If the evaluation is not done while parsing, on a successful parse, the tree is evaluated in bottom up, left to right order.

The grammars recognized are context free and are similar to those expressed in Extended Backus-Naur Form (EBNF).

The object being parsed does not need to be a string. Except for the section on non-strings, the documentation assumes strings are being parsed.

COMPLETE EXAMPLES

The following examples read in two unsigned integers and adds them.

  use Parse::Stallion;

   my %basic_grammar = (
    expression =>
     AND('number',
      qr/\s*\+\s*/,
      'number',
      EVALUATION(
       sub {return $_[0]->{number}->[0] + $_[0]->{number}->[1]})
    ),
    number => LEAF(qr/\d+/,
      E(sub{return 0 + $_[0];}))
     #0 + $_[0] converts the matched string into a number
   );

   my $parser = new Parse::Stallion(\%basic_grammar);

   my $result = $parser->parse_and_evaluate('7+4');
   #$result should contain 11

   my %grammar_2 = (
    expression =>
     A('number',
      qr/\s*\+\s*/,
      {right_number => 'number'},
      E(sub {return $_[0]->{number} + $_[0]->{right_number}})
    ),
    number => L(qr/\d+/,
      EVALUATION(sub{return 0 + $_[0];}))
   );

   my $parser_2 = new Parse::Stallion(
    \%grammar_2, {start_rule => 'expression'});

   my $result_2 = $parser_2->parse_and_evaluate('8 + 5');
   #$result_2 should contain 13

   use Parse::Stallion::EBNF; #see documenation on Parse::Stallion::EBNF

   my $grammar_3 = 'start = (left.number qr/\s*\+\s*/ right.number)
      S{return $_[0]->{left} + $_[0]->{right}}S;
     number = qr/\d+/;';

   my $parser_3 = ebnf_new Parse::Stallion::EBNF($grammar_3);

   my $result_3 = $parser_3->parse_and_evaluate('1 + 6');
   #$result_3 should contain 7

RULES

There are 4 rule types: 'LEAF', 'AND', 'OR', and 'MULTIPLE'.

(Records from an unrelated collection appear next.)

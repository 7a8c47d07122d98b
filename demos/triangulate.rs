//! Example: Triangulate a point set and inspect its Voronoi topology
//!
//! Shows the geometry layer on its own, without the automaton.

use rand::SeedableRng;
use rand_chacha::ChaCha8Rng;
use voronoi_automaton::*;

fn main() {
    env_logger::init();

    println!("Delaunay / Voronoi Topology Example");
    println!("===================================\n");

    let bounds = Bounds::new(500.0, 500.0);
    let mut rng = ChaCha8Rng::seed_from_u64(7);
    let sites = generate_sites(30, &bounds, &mut rng);

    let (triangulation, adjacency) = build_topology(&sites, &bounds);

    println!("Sites: {}", triangulation.site_count);
    println!("Triangles: {}", triangulation.triangle_count());
    println!("Degenerate triangles skipped: {}", triangulation.degenerate_skipped);
    println!("Interior edges: {}", adjacency.interior_edges().count());
    println!("Hull edges: {}", adjacency.hull_edges().count());
    println!();

    println!("Sample triangles:");
    for t in triangulation.triangles.iter().take(5) {
        println!(
            "  ({}, {}, {}) circumcentre ({:.1}, {:.1}) radius {:.1}",
            t.a,
            t.b,
            t.c,
            t.circumcircle.center.x,
            t.circumcircle.center.y,
            t.circumcircle.radius()
        );
    }
    println!();

    println!("Sample sites:");
    for i in 0..5 {
        let neighbors: Vec<usize> = adjacency.neighbors(i).collect();
        println!(
            "  Site {} at ({:.1}, {:.1}): {} neighbours {:?}, furthest {:?}",
            i,
            sites[i].x,
            sites[i].y,
            adjacency.neighbor_count(i),
            neighbors,
            adjacency.furthest_neighbor(i, &sites)
        );
    }
    println!();

    let edges = voronoi_edges(&triangulation, &adjacency, &bounds);
    let finite = edges.iter().filter(|e| e.kind == EdgeKind::Finite).count();
    let total: f64 = edges.iter().map(VoronoiEdge::length).sum();
    println!(
        "Voronoi edges: {} ({} finite, {} rays), total length {:.1}",
        edges.len(),
        finite,
        edges.len() - finite,
        total
    );

    match adjacency.validate() {
        Ok(()) => println!("Adjacency is consistent"),
        Err(err) => println!("Adjacency check failed: {}", err),
    }
}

Parsing begins from the start rule, if the 'start_rule' parameter is omitted, the rule which is not a subrule is used as the start rule. The start rule can be of any type, though if the start rule is a 'LEAF', the grammar is essentially just a regular expression.

After a successful parse, the external nodes correspond to the substrings that the 'LEAF' rules matched; the other rule types correspond to the internal nodes.

LEAF

A 'LEAF' rule contains a regexp that must match the beginning part of the remaining input string, internally \A is prepended to the regexp. During parsing, when a 'LEAF' matches, the matched substring is removed from the input string, though reattached if backtracking occurs. The text LEAF is optional, regexp's are assumed to be leaves, but then there can be no EVALUATION routine for that leaf.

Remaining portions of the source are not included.